En signe de révolte contre le gouvernement, répressif depuis les 40 dernières années, la jeunesse zimbabwéenne s’est unie afin de faire entendre sa voix en créant un style de musique engagé et inspiré de son quotidien.
Le Zimdancehall, né vers la fin des années 1980 au Zimbabwe, est une variante du reggae. Produite par de jeunes Zimbabwéens pour leur peuple, cette musique s’inspire de leur combat quotidien afin de dénoncer les agissements du gouvernement.
L’émergence de ce style musical a coïncidé avec l’arrivée au pouvoir du défunt président du Zimbabwe, Robert Mugabe, mais c’est seulement dans les dernières années qu’il a eu une portée internationale. Le regain pour le Zimdancehall est notamment dû à la succession du nouveau président, qui est perçu comme étant encore plus radical dans ses mesures.
Les Zimbabwéens vivent dans une situation précaire, où leurs droits sont bafoués. Leur qualité de vie en subit directement les conséquences. Une artiste populaire du Zimdancehall, Lady Squanda, a exposé cette frustration dans son dernier album, Reality, lancé en juillet 2017. «On est fatigués, on abandonne [...] nous en avons assez de ce gouvernement, nous en voulons un nouveau», exprime-t-elle dans la chanson Kuchaya Mapoto.
«Vous avez une idée de ce à quoi le Zimbabwe ressemble, avec toutes ses contradictions, quand vous écoutez ces chansons», affirme en entrevue pour le New York Times Tanaka Chidora, professeure de littérature à l’Université du Zimbabwe. Selon l’experte du Zimdancehall, la musique d’un pays est souvent le reflet de son peuple.
Influences multiples
«C’est par des initiatives et des mouvements progressistes comme la musique et les arts que notre voix porte le plus», affirme le professeur à l’Université de Montréal spécialisé en études africaines, Mamoudou Gazibo, en référence au Zimdancehall, un style en pleine émergence, autant au Zimbabwe qu’à l’international.

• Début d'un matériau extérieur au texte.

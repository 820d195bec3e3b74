//! Grid layout of same-purpose images onto a fixed-size page canvas.
//!
//! The geometry core is pure and `no_std` compatible: pick a grid shape for
//! the image count, fit every image into a uniform cell, center the grid and
//! walk it row by row. Pixels are only touched through the [`Raster`] and
//! [`Surface`] capabilities, which the `codec` feature implements for the
//! `image` crate.
//!
//! # Modules
//!
//! - [`shape`]: image count → rows × columns
//! - [`page`]: page size, margins, cell bounds
//! - [`scale`]: aspect-preserving fit into the cell
//! - [`place`]: centering margins and row-major placement
//! - [`grid`]: the whole chain on dimensions only
//! - `codec` / `compose`: PNG in, deflate TIFF out, one page per folder
//! - `svg`: layout visualization

#![cfg_attr(not(feature = "std"), no_std)]
#![forbid(unsafe_code)]

extern crate alloc;

pub mod error;
pub mod grid;
pub mod page;
pub mod place;
pub mod raster;
pub mod scale;
pub mod shape;

#[cfg(feature = "codec")]
pub mod codec;
#[cfg(feature = "codec")]
pub mod compose;
#[cfg(feature = "svg")]
pub mod svg;

pub use error::LayoutError;
pub use grid::{GridLayout, Tile};
pub use page::{Margins, PageSpec, Size};
pub use place::{Placement, calculate_margins, place, placements};
pub use raster::{Raster, Surface};
pub use scale::scale;
pub use shape::{GridShape, MAX_COLUMNS};

#[cfg(feature = "codec")]
pub use codec::{ComposeError, blank_canvas, load_png, write_tiff};
#[cfg(feature = "codec")]
pub use compose::{Composer, compose_images, find_pngs, output_file_name, plan_folder};
//! Scaling images to fit the uniform grid cell.

use alloc::vec::Vec;

use num_traits::Float;

use crate::error::LayoutError;
use crate::page::{PageSpec, Size};
use crate::raster::Raster;
use crate::shape::GridShape;

/// Largest scale factor that keeps `source` inside `cell` on both axes.
pub fn fit_ratio(source: Size, cell: Size) -> f64 {
    let ratio_w = cell.width as f64 / source.width as f64;
    let ratio_h = cell.height as f64 / source.height as f64;
    ratio_w.min(ratio_h)
}

/// Dimensions of `source` scaled by [`fit_ratio`], each side floored.
///
/// Flooring guarantees the result never overflows the cell. A side that
/// would floor to zero (extreme aspect ratios) is kept at one pixel.
///
/// ```
/// use zengrid::{Size, scale::fit_size};
///
/// // 1000×1000 into 1514×900: height constrains, ratio 0.9
/// assert_eq!(fit_size(Size::new(1000, 1000), Size::new(1514, 900)), Ok(Size::new(900, 900)));
/// ```
pub fn fit_size(source: Size, cell: Size) -> Result<Size, LayoutError> {
    if source.is_empty() {
        return Err(LayoutError::ZeroSourceDimension);
    }
    let ratio = fit_ratio(source, cell);
    Ok(Size::new(
        floor_scaled(source.width, ratio),
        floor_scaled(source.height, ratio),
    ))
}

fn floor_scaled(side: u32, ratio: f64) -> u32 {
    let v = Float::floor(side as f64 * ratio);
    if v < 1.0 { 1 } else { v as u32 }
}

/// Scale every image to fit the cell of `shape` on `page`.
///
/// Order and length are preserved. Each image is scaled by its own ratio
/// against the shared cell bounds, so images with different aspect ratios
/// end up with different absolute sizes. Resampling is nearest-neighbour.
pub fn scale<R: Raster>(
    images: &[R],
    shape: GridShape,
    page: &PageSpec,
) -> Result<Vec<R>, LayoutError> {
    let cell = page.cell_size(shape)?;
    images
        .iter()
        .map(|img| {
            let target = fit_size(img.dimensions(), cell)?;
            Ok(img.resize_nearest(target))
        })
        .collect()
}

/// Dimensions-only counterpart of [`scale`].
pub fn scaled_sizes(
    sources: &[Size],
    shape: GridShape,
    page: &PageSpec,
) -> Result<Vec<Size>, LayoutError> {
    let cell = page.cell_size(shape)?;
    sources.iter().map(|&s| fit_size(s, cell)).collect()
}

#[cfg(test)]
mod tests {
    use super::*;
    use alloc::vec;

    #[derive(Clone, Debug, PartialEq)]
    struct Tile {
        id: usize,
        size: Size,
    }

    impl Raster for Tile {
        fn dimensions(&self) -> Size {
            self.size
        }

        fn resize_nearest(&self, size: Size) -> Self {
            Self { id: self.id, size }
        }
    }

    fn tiles(sizes: &[(u32, u32)]) -> Vec<Tile> {
        sizes
            .iter()
            .enumerate()
            .map(|(id, &(w, h))| Tile {
                id,
                size: Size::new(w, h),
            })
            .collect()
    }

    // ── fit_size ────────────────────────────────────────────────────────

    #[test]
    fn square_into_wide_cell() {
        assert_eq!(
            fit_size(Size::new(1000, 1000), Size::new(1514, 900)),
            Ok(Size::new(900, 900))
        );
    }

    #[test]
    fn wide_source_width_constrains() {
        // 2000×500 into 1000×900 → ratio 0.5 → 1000×250
        assert_eq!(
            fit_size(Size::new(2000, 500), Size::new(1000, 900)),
            Ok(Size::new(1000, 250))
        );
    }

    #[test]
    fn upscales_small_sources() {
        // 191×191 into 717×573 → ratio 3.0 exactly
        assert_eq!(
            fit_size(Size::new(191, 191), Size::new(717, 573)),
            Ok(Size::new(573, 573))
        );
    }

    #[test]
    fn sides_are_floored() {
        // 201×300 into 150×150 → ratio 0.5 → 100.5×150 → 100×150
        assert_eq!(
            fit_size(Size::new(201, 300), Size::new(150, 150)),
            Ok(Size::new(100, 150))
        );
    }

    #[test]
    fn sliver_keeps_one_pixel() {
        assert_eq!(
            fit_size(Size::new(10_000, 1), Size::new(100, 100)),
            Ok(Size::new(100, 1))
        );
    }

    #[test]
    fn zero_source_errors() {
        assert_eq!(
            fit_size(Size::new(0, 10), Size::new(100, 100)),
            Err(LayoutError::ZeroSourceDimension)
        );
    }

    // ── scale ───────────────────────────────────────────────────────────

    #[test]
    fn scale_preserves_order_and_length() {
        let input = tiles(&[(1000, 1000), (400, 800), (1600, 900), (50, 50)]);
        let page = PageSpec::A4_LANDSCAPE;
        let shape = GridShape::for_count(input.len()).unwrap();
        let out = scale(&input, shape, &page).unwrap();
        assert_eq!(out.len(), input.len());
        let ids: Vec<usize> = out.iter().map(|t| t.id).collect();
        assert_eq!(ids, vec![0, 1, 2, 3]);
    }

    #[test]
    fn scaled_images_fit_cell_and_keep_aspect() {
        let sources = [
            (1000, 1000),
            (400, 800),
            (1600, 900),
            (50, 50),
            (3000, 17),
            (17, 3000),
            (1234, 987),
        ];
        let page = PageSpec::A4_LANDSCAPE;
        for n in 1..=sources.len() {
            let input = tiles(&sources[..n]);
            let shape = GridShape::for_count(n).unwrap();
            let cell = page.cell_size(shape).unwrap();
            let out = scale(&input, shape, &page).unwrap();
            for (src, dst) in input.iter().zip(&out) {
                let Size { width: w, height: h } = dst.size;
                assert!(w <= cell.width && h <= cell.height, "{dst:?} overflows {cell:?}");
                // One side touches the cell bound (within flooring).
                assert!(
                    w + 1 >= cell.width || h + 1 >= cell.height,
                    "{src:?} → {dst:?} does not fill {cell:?}"
                );
                // Aspect preserved within one pixel of flooring on each side:
                // |w·sh − h·sw| < max(sw, sh).
                let Size { width: sw, height: sh } = src.size;
                let cross = (w as i64 * sh as i64 - h as i64 * sw as i64).abs();
                assert!(cross < sw.max(sh) as i64, "{src:?} → {dst:?}");
            }
        }
    }

    #[test]
    fn rescaling_is_near_idempotent() {
        let page = PageSpec::A4_LANDSCAPE;
        let input = tiles(&[(1000, 1000), (400, 800), (1600, 900), (1234, 987)]);
        let shape = GridShape::for_count(input.len()).unwrap();
        let once = scale(&input, shape, &page).unwrap();
        let twice = scale(&once, shape, &page).unwrap();
        for (a, b) in once.iter().zip(&twice) {
            assert!(a.size.width.abs_diff(b.size.width) <= 1, "{a:?} vs {b:?}");
            assert!(a.size.height.abs_diff(b.size.height) <= 1, "{a:?} vs {b:?}");
        }
    }

    #[test]
    fn scale_rejects_degenerate_page() {
        let page = PageSpec::new(100, 100).with_margins(50, 0);
        let input = tiles(&[(10, 10)]);
        assert!(matches!(
            scale(&input, GridShape::new(1, 1), &page),
            Err(LayoutError::DegenerateCell { .. })
        ));
    }

    #[test]
    fn scaled_sizes_matches_scale() {
        let page = PageSpec::A4_LANDSCAPE;
        let input = tiles(&[(1000, 1000), (400, 800), (1600, 900)]);
        let shape = GridShape::for_count(3).unwrap();
        let via_rasters: Vec<Size> = scale(&input, shape, &page)
            .unwrap()
            .iter()
            .map(|t| t.size)
            .collect();
        let sizes: Vec<Size> = input.iter().map(|t| t.size).collect();
        assert_eq!(scaled_sizes(&sizes, shape, &page).unwrap(), via_rasters);
    }
}
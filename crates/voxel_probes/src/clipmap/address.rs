//! World position ↔ clipmap coordinate transforms and ring-buffer index math.

use glam::{IVec3, UVec3, Vec3};
use smallvec::SmallVec;

use super::level::{ClipmapLevel, LevelWindow};
use crate::constants::MAX_LEVELS;

/// `((index % n) + n) % n` - non-negative for negative indices.
#[inline]
pub fn wrap_index(index: i32, n: u32) -> u32 {
	let n = n as i32;
	(((index % n) + n) % n) as u32
}

/// Component-wise [`wrap_index`].
#[inline]
pub fn wrap_ivec(index: IVec3, n: UVec3) -> UVec3 {
	UVec3::new(
		wrap_index(index.x, n.x),
		wrap_index(index.y, n.y),
		wrap_index(index.z, n.z),
	)
}

/// Floor division (rounds toward negative infinity).
#[inline]
pub fn div_floor(value: i32, divisor: i32) -> i32 {
	let q = value / divisor;
	if (value % divisor != 0) && ((value < 0) != (divisor < 0)) {
		q - 1
	} else {
		q
	}
}

/// Component-wise [`div_floor`].
#[inline]
pub fn div_floor_ivec(value: IVec3, divisor: i32) -> IVec3 {
	IVec3::new(
		div_floor(value.x, divisor),
		div_floor(value.y, divisor),
		div_floor(value.z, divisor),
	)
}

/// Level selection by camera distance.
///
/// `clamp(floor(log2(max(dist, base) / base)), 0, max_level)`; a point at the
/// camera maps to level 0.
pub fn select_level(pos: Vec3, camera: Vec3, base_spacing: f32, max_level: u32) -> u32 {
	let dist = pos.distance(camera);
	let ratio = dist.max(base_spacing) / base_spacing;
	let level = ratio.log2().floor();
	if level <= 0.0 {
		0
	} else {
		(level as u32).min(max_level)
	}
}

/// Integer probe index plus fractional offset inside a level.
#[derive(Clone, Copy, Debug, PartialEq)]
pub struct ClipmapCoord {
	/// Local index (window relative, may be outside `[0, N)`).
	pub index: IVec3,
	/// Offset inside the cell, each axis in `[0, 1)`.
	pub frac: Vec3,
}

impl ClipmapCoord {
	/// Continuous probe-unit coordinate (`index + frac`).
	#[inline]
	pub fn local(&self) -> Vec3 {
		self.index.as_vec3() + self.frac
	}

	/// True if the index addresses a probe of the level.
	#[inline]
	pub fn in_range(&self, resolution: UVec3) -> bool {
		self.index.cmpge(IVec3::ZERO).all() && self.index.cmplt(resolution.as_ivec3()).all()
	}
}

/// `local = (pos - origin) / spacing`, split into floor and fraction.
#[inline]
pub fn world_to_window(window: &LevelWindow, pos: Vec3) -> ClipmapCoord {
	let local = (pos - window.origin) / window.spacing;
	let floor = local.floor();
	ClipmapCoord {
		index: floor.as_ivec3(),
		frac: local - floor,
	}
}

/// Probe centre of a local index: `origin + (index + 0.5) * spacing`.
#[inline]
pub fn window_to_world(window: &LevelWindow, index: IVec3) -> Vec3 {
	window.origin + (index.as_vec3() + Vec3::splat(0.5)) * window.spacing
}

/// Camera-relative addressing across every level.
///
/// Windows are recomputed from the camera on [`ClipmapAddressor::set_camera`];
/// every query is a pure function of that camera and the level table.
#[derive(Clone, Debug)]
pub struct ClipmapAddressor {
	levels: Vec<ClipmapLevel>,
	camera: Vec3,
	windows: Vec<LevelWindow>,
}

impl ClipmapAddressor {
	pub fn new(levels: Vec<ClipmapLevel>, camera: Vec3) -> Self {
		let windows = levels.iter().map(|l| l.window(camera)).collect();
		Self {
			levels,
			camera,
			windows,
		}
	}

	/// Move the camera; returns the levels whose origin changed.
	pub fn set_camera(&mut self, camera: Vec3) -> SmallVec<[u32; MAX_LEVELS]> {
		self.camera = camera;
		let mut moved = SmallVec::new();
		for (level, window) in self.levels.iter().zip(self.windows.iter_mut()) {
			let next = level.window(camera);
			if next.origin_cell != window.origin_cell {
				moved.push(level.index);
			}
			*window = next;
		}
		moved
	}

	#[inline]
	pub fn camera(&self) -> Vec3 {
		self.camera
	}

	#[inline]
	pub fn levels(&self) -> &[ClipmapLevel] {
		&self.levels
	}

	#[inline]
	pub fn level_count(&self) -> u32 {
		self.levels.len() as u32
	}

	/// Current window of a level.
	#[inline]
	pub fn window(&self, level: u32) -> &LevelWindow {
		&self.windows[level as usize]
	}

	#[inline]
	pub fn windows(&self) -> &[LevelWindow] {
		&self.windows
	}

	/// Finest level whose spacing suits the distance from the camera.
	pub fn select_level(&self, pos: Vec3) -> u32 {
		let base = self.levels[0].base_spacing;
		select_level(pos, self.camera, base, self.level_count() - 1)
	}

	/// Index and fraction of `pos` inside a level.
	pub fn world_to_clipmap(&self, pos: Vec3, level: u32) -> ClipmapCoord {
		world_to_window(self.window(level), pos)
	}

	/// Probe centre of a local index.
	pub fn clipmap_to_world(&self, index: IVec3, level: u32) -> Vec3 {
		window_to_world(self.window(level), index)
	}

	/// Ring-wrapped storage index of a local index.
	pub fn storage_index(&self, index: IVec3, level: u32) -> UVec3 {
		let window = self.window(level);
		window.storage_of_cell(window.cell_of(index))
	}
}

#[cfg(test)]
#[path = "address_test.rs"]
mod address_test;
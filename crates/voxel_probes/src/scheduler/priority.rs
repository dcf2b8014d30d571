//! Priority classes for dirty probe slots.

use crate::cache::{DirtyFlags, DirtySlot};
use crate::config::RefreshPolicy;

use super::budget::UpdateBudget;

/// Ordered most urgent first.
#[derive(Clone, Copy, Debug, PartialEq, Eq, PartialOrd, Ord, Hash)]
pub enum PriorityClass {
	/// Dirty for at least the starvation threshold.
	Starved,
	/// Entered a near level and holds no usable data.
	NearRefresh,
	/// Topology change or manual invalidation.
	Invalidated,
	/// Everything else (far-level streaming).
	Streaming,
}

impl PriorityClass {
	/// Classify one dirty slot at `frame`.
	pub fn classify(slot: &DirtySlot, budget: &UpdateBudget, frame: u64) -> Self {
		if budget.is_starved(slot.dirty_since, frame) {
			return PriorityClass::Starved;
		}
		if slot.policy == RefreshPolicy::ForceRefresh && slot.flags.contains(DirtyFlags::ORIGIN_SHIFT) {
			return PriorityClass::NearRefresh;
		}
		if slot
			.flags
			.intersects(DirtyFlags::TOPOLOGY_CHANGE | DirtyFlags::MANUAL_INVALIDATE)
		{
			return PriorityClass::Invalidated;
		}
		PriorityClass::Streaming
	}
}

Comme pour plusieurs autres peuples, la musique zimbabwéenne reflète le mécontentement de la société. Le mbaqanga est né des tensions raciales en Afrique du Sud au cours des années 1950, alors que le jazz a vu le jour au début du XIXe siècle, aux États-Unis, dans un contexte social de ségrégation des Afro-Américains et de lutte pour la reconnaissance de leurs droits. Professeure de musique spécialisée en jazz au Département de musique de l’Université du Québec à Montréal, Dominique Primeau insiste aussi sur le fait que c’est par le biais du jazz que les Afro-Américains ont trouvé la force de se libérer notamment de l’esclavage. Elle ajoute que «le jazz est beaucoup plus que [...] de la musique; c’est une force intérieure, une source de motivation rassembleuse». L’avenir dira si le Zimdancehall aura le même effet pour les Zimbabwéens que l’a été le mbaqanga pour les Sud-Africains ou le jazz pour les Afro-Américains.